- TASK STATEMENT
The records below must be copied out completely and exactly.

--- WORKING DATA Enclosed Below ---

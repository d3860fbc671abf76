//! Prompt construction for the think phase.

use serde_json::Value;

use sg_domain::config::{AgentConfig, GoalStatus};
use sg_domain::tool::ToolOutcome;

use crate::runtime::extensions::EXTENSIBILITY_HINT;

/// Inputs gathered during observe, flattened into the user message.
pub struct PromptInputs<'a> {
    pub config: &'a AgentConfig,
    pub outcomes: &'a [&'a ToolOutcome],
    pub observations: &'a Value,
    pub env_context: Option<&'a str>,
    pub inbox_len: usize,
    pub enabled_tools: &'a [String],
}

pub fn build_system_prompt(config: &AgentConfig, extensibility_hint: bool) -> String {
    let mut prompt = config.personality.clone();
    if !config.specialty.is_empty() {
        prompt.push_str(&format!("\nYour specialty: {}.", config.specialty));
    }
    if extensibility_hint {
        prompt.push_str("\n\n");
        prompt.push_str(EXTENSIBILITY_HINT);
    }
    prompt
}

pub fn build_user_prompt(inputs: &PromptInputs<'_>) -> String {
    let mut sections: Vec<String> = Vec::new();

    // Goals: active first, then a bounded tail of recent completions.
    let mut active: Vec<_> = inputs
        .config
        .goals
        .iter()
        .filter(|g| g.is_active())
        .collect();
    active.sort_by_key(|g| g.priority);
    let mut completed: Vec<_> = inputs
        .config
        .goals
        .iter()
        .filter(|g| g.status == GoalStatus::Completed)
        .collect();
    completed.sort_by(|a, b| b.completed_at.cmp(&a.completed_at));
    completed.truncate(inputs.config.max_completed_goals);

    if active.is_empty() && completed.is_empty() {
        sections.push("## Goals\nYou have no goals yet. Consider setting one with update_goal.".into());
    } else {
        let mut lines = vec!["## Goals".to_owned()];
        for goal in active {
            lines.push(format!(
                "- [{}] (p{}) {} — {:.0}% done",
                match goal.status {
                    GoalStatus::Pending => "pending",
                    GoalStatus::InProgress => "in progress",
                    GoalStatus::Blocked => "blocked",
                    _ => "active",
                },
                goal.priority,
                goal.description,
                goal.progress * 100.0
            ));
        }
        for goal in completed {
            lines.push(format!("- [completed] {}", goal.description));
        }
        sections.push(lines.join("\n"));
    }

    if !inputs.outcomes.is_empty() {
        let mut lines = vec!["## Recent actions".to_owned()];
        for outcome in inputs.outcomes {
            lines.push(format!(
                "- {} {}",
                outcome.tool,
                if outcome.success { "ok" } else { "FAILED" }
            ));
        }
        sections.push(lines.join("\n"));
    }

    sections.push(format!(
        "## Observations\n```json\n{}\n```",
        serde_json::to_string_pretty(inputs.observations).unwrap_or_else(|_| "{}".into())
    ));

    if let Some(context) = inputs.env_context {
        sections.push(format!("## Environment\n{context}"));
    }

    if inputs.inbox_len > 0 {
        sections.push(format!(
            "## Inbox\nYou have {} unread message(s) — they are included in your observations. \
Respond or act on them this cycle.",
            inputs.inbox_len
        ));
    }

    sections.push(format!(
        "## Available tools\n{}",
        inputs.enabled_tools.join(", ")
    ));

    sections.push(
        "## Instructions\nWork toward your goals. Always use at least one tool this cycle. \
If you are stuck or blocked, report it with the notify tool."
            .into(),
    );

    sections.join("\n\n")
}

#[cfg(test)]
mod tests {
    use super::*;
    use chrono::Utc;
    use sg_domain::config::Goal;
    use serde_json::json;

    fn outcome(tool: &str, success: bool) -> ToolOutcome {
        ToolOutcome {
            tool: tool.into(),
            success,
            timestamp: Utc::now(),
            goal_id: None,
        }
    }

    #[test]
    fn system_prompt_carries_personality_and_optional_hint() {
        let mut config = AgentConfig::new("alice");
        config.personality = "You are Alice.".into();
        assert_eq!(build_system_prompt(&config, false), "You are Alice.");
        assert!(build_system_prompt(&config, true).contains("extensions"));
    }

    #[test]
    fn user_prompt_sections() {
        let mut config = AgentConfig::new("alice");
        config.goals.push(Goal::new("g1", "map the network"));
        let mut done = Goal::new("g2", "say hello");
        done.status = GoalStatus::Completed;
        done.completed_at = Some(Utc::now());
        config.goals.push(done);

        let o1 = outcome("recall", true);
        let o2 = outcome("send_message", false);
        let outcomes = vec![&o1, &o2];
        let observations = json!({"inbox": []});
        let tools = vec!["remember".to_string(), "notify".to_string()];

        let prompt = build_user_prompt(&PromptInputs {
            config: &config,
            outcomes: &outcomes,
            observations: &observations,
            env_context: Some("Dungeon level 3, your move."),
            inbox_len: 2,
            enabled_tools: &tools,
        });

        assert!(prompt.contains("map the network"));
        assert!(prompt.contains("[completed] say hello"));
        assert!(prompt.contains("send_message FAILED"));
        assert!(prompt.contains("Dungeon level 3"));
        assert!(prompt.contains("2 unread message(s)"));
        assert!(prompt.contains("remember, notify"));
        assert!(prompt.contains("at least one tool"));
    }

    #[test]
    fn inbox_nudge_absent_when_empty() {
        let config = AgentConfig::new("alice");
        let prompt = build_user_prompt(&PromptInputs {
            config: &config,
            outcomes: &[],
            observations: &json!({}),
            env_context: None,
            inbox_len: 0,
            enabled_tools: &[],
        });
        assert!(!prompt.contains("unread"));
    }

    #[test]
    fn completed_goals_capped_by_config() {
        let mut config = AgentConfig::new("alice");
        config.max_completed_goals = 1;
        for i in 0..4 {
            let mut g = Goal::new(format!("g{i}"), format!("done {i}"));
            g.status = GoalStatus::Completed;
            g.completed_at = Some(Utc::now());
            config.goals.push(g);
        }
        let prompt = build_user_prompt(&PromptInputs {
            config: &config,
            outcomes: &[],
            observations: &json!({}),
            env_context: None,
            inbox_len: 0,
            enabled_tools: &[],
        });
        assert_eq!(prompt.matches("[completed]").count(), 1);
    }
}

--- End of Enclosed WORKING DATA ---

- OUTPUT FOR THIS TASK
repository d3860fbc671abf76
//! Prompt construction for the think phase.

use serde_json::Value;

use sg_domain::config::{AgentConfig, GoalStatus};
use sg_domain::tool::ToolOutcome;

use crate::runtime::extensions::EXTENSIBILITY_HINT;

/// Inputs gathered during observe, flattened into the user message.
pub struct PromptInputs<'a> {
    pub config: &'a AgentConfig,
    pub outcomes: &'a [&'a ToolOutcome],
    pub observations: &'a Value,
    pub env_context: Option<&'a str>,
    pub inbox_len: usize,
    pub enabled_tools: &'a [String],
}

pub fn build_system_prompt(config: &AgentConfig, extensibility_hint: bool) -> String {
    let mut prompt = config.personality.clone();
    if !config.specialty.is_empty() {
        prompt.push_str(&format!("\nYour specialty: {}.", config.specialty));
    }
    if extensibility_hint {
        prompt.push_str("\n\n");
        prompt.push_str(EXTENSIBILITY_HINT);
    }
    prompt
}

pub fn build_user_prompt(inputs: &PromptInputs<'_>) -> String {
    let mut sections: Vec<String> = Vec::new();

    // Goals: active first, then a bounded tail of recent completions.
    let mut active: Vec<_> = inputs
        .config
        .goals
        .iter()
        .filter(|g| g.is_active())
        .collect();
    active.sort_by_key(|g| g.priority);
    let mut completed: Vec<_> = inputs
        .config
        .goals
        .iter()
        .filter(|g| g.status == GoalStatus::Completed)
        .collect();
    completed.sort_by(|a, b| b.completed_at.cmp(&a.completed_at));
    completed.truncate(inputs.config.max_completed_goals);

    if active.is_empty() && completed.is_empty() {
        sections.push("## Goals\nYou have no goals yet. Consider setting one with update_goal.".into());
    } else {
        let mut lines = vec!["## Goals".to_owned()];
        for goal in active {
            lines.push(format!(
                "- [{}] (p{}) {} — {:.0}% done",
                match goal.status {
                    GoalStatus::Pending => "pending",
                    GoalStatus::InProgress => "in progress",
                    GoalStatus::Blocked => "blocked",
                    _ => "active",
                },
                goal.priority,
                goal.description,
                goal.progress * 100.0
            ));
        }
        for goal in completed {
            lines.push(format!("- [completed] {}", goal.description));
        }
        sections.push(lines.join("\n"));
    }

    if !inputs.outcomes.is_empty() {
        let mut lines = vec!["## Recent actions".to_owned()];
        for outcome in inputs.outcomes {
            lines.push(format!(
                "- {} {}",
                outcome.tool,
                if outcome.success { "ok" } else { "FAILED" }
            ));
        }
        sections.push(lines.join("\n"));
    }

    sections.push(format!(
        "## Observations\n```json\n{}\n```",
        serde_json::to_string_pretty(inputs.observations).unwrap_or_else(|_| "{}".into())
    ));

    if let Some(context) = inputs.env_context {
        sections.push(format!("## Environment\n{context}"));
    }

    if inputs.inbox_len > 0 {
        sections.push(format!(
            "## Inbox\nYou have {} unread message(s) — they are included in your observations. \
Respond or act on them this cycle.",
            inputs.inbox_len
        ));
    }

    sections.push(format!(
        "## Available tools\n{}",
        inputs.enabled_tools.join(", ")
    ));

    sections.push(
        "## Instructions\nWork toward your goals. Always use at least one tool this cycle. \
If you are stuck or blocked, report it with the notify tool."
            .into(),
    );

    sections.join("\n\n")
}

#[cfg(test)]
mod tests {
    use super::*;
    use chrono::Utc;
    use sg_domain::config::Goal;
    use serde_json::json;

    fn outcome(tool: &str, success: bool) -> ToolOutcome {
        ToolOutcome {
            tool: tool.into(),
            success,
            timestamp: Utc::now(),
            goal_id: None,
        }
    }

    #[test]
    fn system_prompt_carries_personality_and_optional_hint() {
        let mut config = AgentConfig::new("alice");
        config.personality = "You are Alice.".into();
        assert_eq!(build_system_prompt(&config, false), "You are Alice.");
        assert!(build_system_prompt(&config, true).contains("extensions"));
    }

    #[test]
    fn user_prompt_sections() {
        let mut config = AgentConfig::new("alice");
        config.goals.push(Goal::new("g1", "map the network"));
        let mut done = Goal::new("g2", "say hello");
        done.status = GoalStatus::Completed;
        done.completed_at = Some(Utc::now());
        config.goals.push(done);

        let o1 = outcome("recall", true);
        let o2 = outcome("send_message", false);
        let outcomes = vec![&o1, &o2];
        let observations = json!({"inbox": []});
        let tools = vec!["remember".to_string(), "notify".to_string()];

        let prompt = build_user_prompt(&PromptInputs {
            config: &config,
            outcomes: &outcomes,
            observations: &observations,
            env_context: Some("Dungeon level 3, your move."),
            inbox_len: 2,
            enabled_tools: &tools,
        });

        assert!(prompt.contains("map the network"));
        assert!(prompt.contains("[completed] say hello"));
        assert!(prompt.contains("send_message FAILED"));
        assert!(prompt.contains("Dungeon level 3"));
        assert!(prompt.contains("2 unread message(s)"));
        assert!(prompt.contains("remember, notify"));
        assert!(prompt.contains("at least one tool"));
    }

    #[test]
    fn inbox_nudge_absent_when_empty() {
        let config = AgentConfig::new("alice");
        let prompt = build_user_prompt(&PromptInputs {
            config: &config,
            outcomes: &[],
            observations: &json!({}),
            env_context: None,
            inbox_len: 0,
            enabled_tools: &[],
        });
        assert!(!prompt.contains("unread"));
    }

    #[test]
    fn completed_goals_capped_by_config() {
        let mut config = AgentConfig::new("alice");
        config.max_completed_goals = 1;
        for i in 0..4 {
            let mut g = Goal::new(format!("g{i}"), format!("done {i}"));
            g.status = GoalStatus::Completed;
            g.completed_at = Some(Utc::now());
            config.goals.push(g);
        }
        let prompt = build_user_prompt(&PromptInputs {
            config: &config,
            outcomes: &[],
            observations: &json!({}),
            env_context: None,
            inbox_len: 0,
            enabled_tools: &[],
        });
        assert_eq!(prompt.matches("[completed]").count(), 1);
    }
}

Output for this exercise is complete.